**WHAT IS BEING ASKED**
When you reach the line with "fn hue_to_rgb(hue: f32)" in the data below, begin printing lines exactly, and stop once the line with "pub fn render_rgba(score: &ScoreGrid)" has been printed.
---
//! Score-grid RGBA rendering.
//!
//! The colour contract consumers rely on: scores are
//! normalized against `max_score`, mapped onto a blue-to-red hue ramp
//! (`hue = (1 - norm) * 240`) with an inline HSL-to-RGB conversion at
//! full saturation, and written at a fixed alpha of 150. Zero-score and
//! non-land cells are fully transparent. Output rows are flipped so image
//! row 0 is the northern edge, matching screen conventions.

use crate::engine::ScoreGrid;

const ALPHA: u8 = 150;

fn hue_to_rgb(hue: f32) -> (f32, f32, f32) {
    // HSL to RGB with s = 1, l = 0.5, so chroma C = 1.
    let x = 1.0 - ((hue / 60.0) % 2.0 - 1.0).abs();
    match hue {
        h if h < 60.0 => (1.0, x, 0.0),
        h if h < 120.0 => (x, 1.0, 0.0),
        h if h < 180.0 => (0.0, 1.0, x),
        h if h < 240.0 => (0.0, x, 1.0),
        h if h < 300.0 => (x, 0.0, 1.0),
        _ => (1.0, 0.0, x),
    }
}

/// Render a score grid into an RGBA byte buffer
/// (`width * height * 4`, image row 0 = north).
pub fn render_rgba(score: &ScoreGrid) -> Vec<u8> {
    let width = score.width();
    let height = score.height();
    let values = score.values.values();
    let mask = score.land_mask.values();
    // An all-zero grid normalizes against 1 instead of dividing by zero.
    let denom = if score.max_score > 0.0 {
        score.max_score
    } else {
        1.0
    };

    let mut pixels = vec![0u8; width * height * 4];
    for y in 0..height {
        let grid_row = height - 1 - y;
        for x in 0..width {
            let i = grid_row * width + x;
            let v = values[i];
            if v <= 0.0 || !mask[i] {
                continue; // transparent
            }
            let norm = (v / denom).min(1.0);
            let hue = (1.0 - norm) * 240.0;
            let (r, g, b) = hue_to_rgb(hue);
            let p = (y * width + x) * 4;
            pixels[p] = (r * 255.0).round() as u8;
            pixels[p + 1] = (g * 255.0).round() as u8;
            pixels[p + 2] = (b * 255.0).round() as u8;
            pixels[p + 3] = ALPHA;
        }
    }
    pixels
}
---
**THE COMPLETED TASK**
fn hue_to_rgb(hue: f32) -> (f32, f32, f32) {
    // HSL to RGB with s = 1, l = 0.5, so chroma C = 1.
    let x = 1.0 - ((hue / 60.0) % 2.0 - 1.0).abs();
    match hue {
        h if h < 60.0 => (1.0, x, 0.0),
        h if h < 120.0 => (x, 1.0, 0.0),
        h if h < 180.0 => (0.0, 1.0, x),
        h if h < 240.0 => (0.0, x, 1.0),
        h if h < 300.0 => (x, 0.0, 1.0),
        _ => (1.0, 0.0, x),
    }
}

/// Render a score grid into an RGBA byte buffer
/// (`width * height * 4`, image row 0 = north).
pub fn render_rgba(score: &ScoreGrid) -> Vec<u8> {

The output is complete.